Exercise description: Transcribe the listing from its top line through the line with "it only through". Keep it exact, both ends included, and add nothing.

Extracted data:
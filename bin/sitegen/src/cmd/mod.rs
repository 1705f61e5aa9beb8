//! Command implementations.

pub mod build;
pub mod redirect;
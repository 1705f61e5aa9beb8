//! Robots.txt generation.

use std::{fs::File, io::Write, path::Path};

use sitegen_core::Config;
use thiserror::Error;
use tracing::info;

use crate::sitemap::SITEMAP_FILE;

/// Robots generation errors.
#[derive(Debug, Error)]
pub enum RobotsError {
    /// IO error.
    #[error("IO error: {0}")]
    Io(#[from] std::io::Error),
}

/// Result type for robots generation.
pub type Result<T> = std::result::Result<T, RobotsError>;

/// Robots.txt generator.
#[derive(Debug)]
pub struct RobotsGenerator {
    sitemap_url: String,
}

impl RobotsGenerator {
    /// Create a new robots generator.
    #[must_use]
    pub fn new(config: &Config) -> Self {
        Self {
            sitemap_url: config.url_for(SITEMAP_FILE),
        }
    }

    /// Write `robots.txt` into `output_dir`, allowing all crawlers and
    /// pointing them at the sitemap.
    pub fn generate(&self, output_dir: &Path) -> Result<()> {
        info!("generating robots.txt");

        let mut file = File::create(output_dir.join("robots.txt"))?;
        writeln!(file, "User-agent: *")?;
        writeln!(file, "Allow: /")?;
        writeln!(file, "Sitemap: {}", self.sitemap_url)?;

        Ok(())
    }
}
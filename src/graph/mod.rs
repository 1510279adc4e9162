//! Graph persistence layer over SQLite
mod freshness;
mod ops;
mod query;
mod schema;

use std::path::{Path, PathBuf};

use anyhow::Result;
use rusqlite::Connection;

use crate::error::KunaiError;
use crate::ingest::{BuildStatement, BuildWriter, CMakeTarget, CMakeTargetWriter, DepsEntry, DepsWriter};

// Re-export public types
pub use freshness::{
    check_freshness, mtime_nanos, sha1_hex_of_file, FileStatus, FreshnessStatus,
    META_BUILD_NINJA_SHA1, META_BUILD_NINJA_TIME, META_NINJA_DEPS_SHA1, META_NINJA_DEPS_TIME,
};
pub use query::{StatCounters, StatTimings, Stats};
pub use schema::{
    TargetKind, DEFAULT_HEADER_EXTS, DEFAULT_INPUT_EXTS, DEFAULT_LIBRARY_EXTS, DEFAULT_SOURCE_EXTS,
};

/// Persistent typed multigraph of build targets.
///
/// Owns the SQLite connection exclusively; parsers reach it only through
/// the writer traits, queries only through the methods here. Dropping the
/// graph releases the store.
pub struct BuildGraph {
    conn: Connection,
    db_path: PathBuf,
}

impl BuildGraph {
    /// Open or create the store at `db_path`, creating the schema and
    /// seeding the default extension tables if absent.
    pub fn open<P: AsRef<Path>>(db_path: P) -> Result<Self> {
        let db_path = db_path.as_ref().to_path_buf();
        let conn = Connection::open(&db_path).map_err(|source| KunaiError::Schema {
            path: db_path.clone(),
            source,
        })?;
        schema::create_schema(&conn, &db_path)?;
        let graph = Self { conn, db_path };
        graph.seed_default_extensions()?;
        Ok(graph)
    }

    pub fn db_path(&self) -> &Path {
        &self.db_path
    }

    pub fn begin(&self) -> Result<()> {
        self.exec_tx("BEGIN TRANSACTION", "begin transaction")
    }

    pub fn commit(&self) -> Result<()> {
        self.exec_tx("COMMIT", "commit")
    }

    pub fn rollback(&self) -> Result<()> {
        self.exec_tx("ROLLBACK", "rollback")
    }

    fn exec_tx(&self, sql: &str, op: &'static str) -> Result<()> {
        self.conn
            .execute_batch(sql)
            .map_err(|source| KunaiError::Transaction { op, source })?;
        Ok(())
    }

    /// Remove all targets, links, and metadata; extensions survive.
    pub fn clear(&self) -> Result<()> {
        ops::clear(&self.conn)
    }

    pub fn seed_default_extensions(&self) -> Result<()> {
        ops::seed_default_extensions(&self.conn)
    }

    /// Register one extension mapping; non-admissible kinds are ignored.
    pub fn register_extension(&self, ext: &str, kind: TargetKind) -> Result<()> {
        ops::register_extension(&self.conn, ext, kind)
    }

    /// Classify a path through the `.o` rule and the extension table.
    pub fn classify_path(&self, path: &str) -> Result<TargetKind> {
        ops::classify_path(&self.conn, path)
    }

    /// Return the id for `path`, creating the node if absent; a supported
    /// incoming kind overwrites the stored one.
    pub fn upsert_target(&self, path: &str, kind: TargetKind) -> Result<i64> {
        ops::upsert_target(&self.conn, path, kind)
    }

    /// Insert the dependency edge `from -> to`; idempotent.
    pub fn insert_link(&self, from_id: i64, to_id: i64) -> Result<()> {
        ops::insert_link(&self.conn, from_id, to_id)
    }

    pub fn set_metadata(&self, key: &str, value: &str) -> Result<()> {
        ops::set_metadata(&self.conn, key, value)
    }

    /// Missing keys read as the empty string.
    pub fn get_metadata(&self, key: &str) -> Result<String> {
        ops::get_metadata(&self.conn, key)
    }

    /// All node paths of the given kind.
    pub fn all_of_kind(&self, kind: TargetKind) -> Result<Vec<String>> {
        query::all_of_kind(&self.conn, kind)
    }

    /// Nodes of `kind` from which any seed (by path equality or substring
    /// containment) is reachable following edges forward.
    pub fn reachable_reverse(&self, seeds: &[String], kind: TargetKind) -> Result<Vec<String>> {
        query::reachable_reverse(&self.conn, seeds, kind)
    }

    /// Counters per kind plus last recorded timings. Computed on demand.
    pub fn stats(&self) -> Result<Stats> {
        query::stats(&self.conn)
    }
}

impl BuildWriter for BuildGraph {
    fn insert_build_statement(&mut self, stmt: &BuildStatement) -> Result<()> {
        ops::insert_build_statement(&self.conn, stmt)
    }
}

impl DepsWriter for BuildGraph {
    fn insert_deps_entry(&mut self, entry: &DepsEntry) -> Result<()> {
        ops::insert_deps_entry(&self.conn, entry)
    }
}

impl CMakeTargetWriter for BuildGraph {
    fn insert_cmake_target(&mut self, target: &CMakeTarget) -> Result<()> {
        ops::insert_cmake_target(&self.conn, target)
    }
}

Exercise answer:
filename bin/sitegen/src/cmd/mod.rs
repository 1705f61e5aa9beb8
//! Command implementations.

pub mod build;
pub mod redirect;
repository 1705f61e5aa9beb8
//! Robots.txt generation.

use std::{fs::File, io::Write, path::Path};

use sitegen_core::Config;
use thiserror::Error;
use tracing::info;

use crate::sitemap::SITEMAP_FILE;

/// Robots generation errors.
#[derive(Debug, Error)]
pub enum RobotsError {
    /// IO error.
    #[error("IO error: {0}")]
    Io(#[from] std::io::Error),
}

/// Result type for robots generation.
pub type Result<T> = std::result::Result<T, RobotsError>;

/// Robots.txt generator.
#[derive(Debug)]
pub struct RobotsGenerator {
    sitemap_url: String,
}

impl RobotsGenerator {
    /// Create a new robots generator.
    #[must_use]
    pub fn new(config: &Config) -> Self {
        Self {
            sitemap_url: config.url_for(SITEMAP_FILE),
        }
    }

    /// Write `robots.txt` into `output_dir`, allowing all crawlers and
    /// pointing them at the sitemap.
    pub fn generate(&self, output_dir: &Path) -> Result<()> {
        info!("generating robots.txt");

        let mut file = File::create(output_dir.join("robots.txt"))?;
        writeln!(file, "User-agent: *")?;
        writeln!(file, "Allow: /")?;
        writeln!(file, "Sitemap: {}", self.sitemap_url)?;

        Ok(())
    }
}
filename src/graph/mod.rs
repository 1510279adc4e9162
//! Graph persistence layer over SQLite
mod freshness;
mod ops;
mod query;
mod schema;

use std::path::{Path, PathBuf};

use anyhow::Result;
use rusqlite::Connection;

use crate::error::KunaiError;
use crate::ingest::{BuildStatement, BuildWriter, CMakeTarget, CMakeTargetWriter, DepsEntry, DepsWriter};

// Re-export public types
pub use freshness::{
    check_freshness, mtime_nanos, sha1_hex_of_file, FileStatus, FreshnessStatus,
    META_BUILD_NINJA_SHA1, META_BUILD_NINJA_TIME, META_NINJA_DEPS_SHA1, META_NINJA_DEPS_TIME,
};
pub use query::{StatCounters, StatTimings, Stats};
pub use schema::{
    TargetKind, DEFAULT_HEADER_EXTS, DEFAULT_INPUT_EXTS, DEFAULT_LIBRARY_EXTS, DEFAULT_SOURCE_EXTS,
};

/// Persistent typed multigraph of build targets.
///
/// Owns the SQLite connection exclusively; parsers reach it only through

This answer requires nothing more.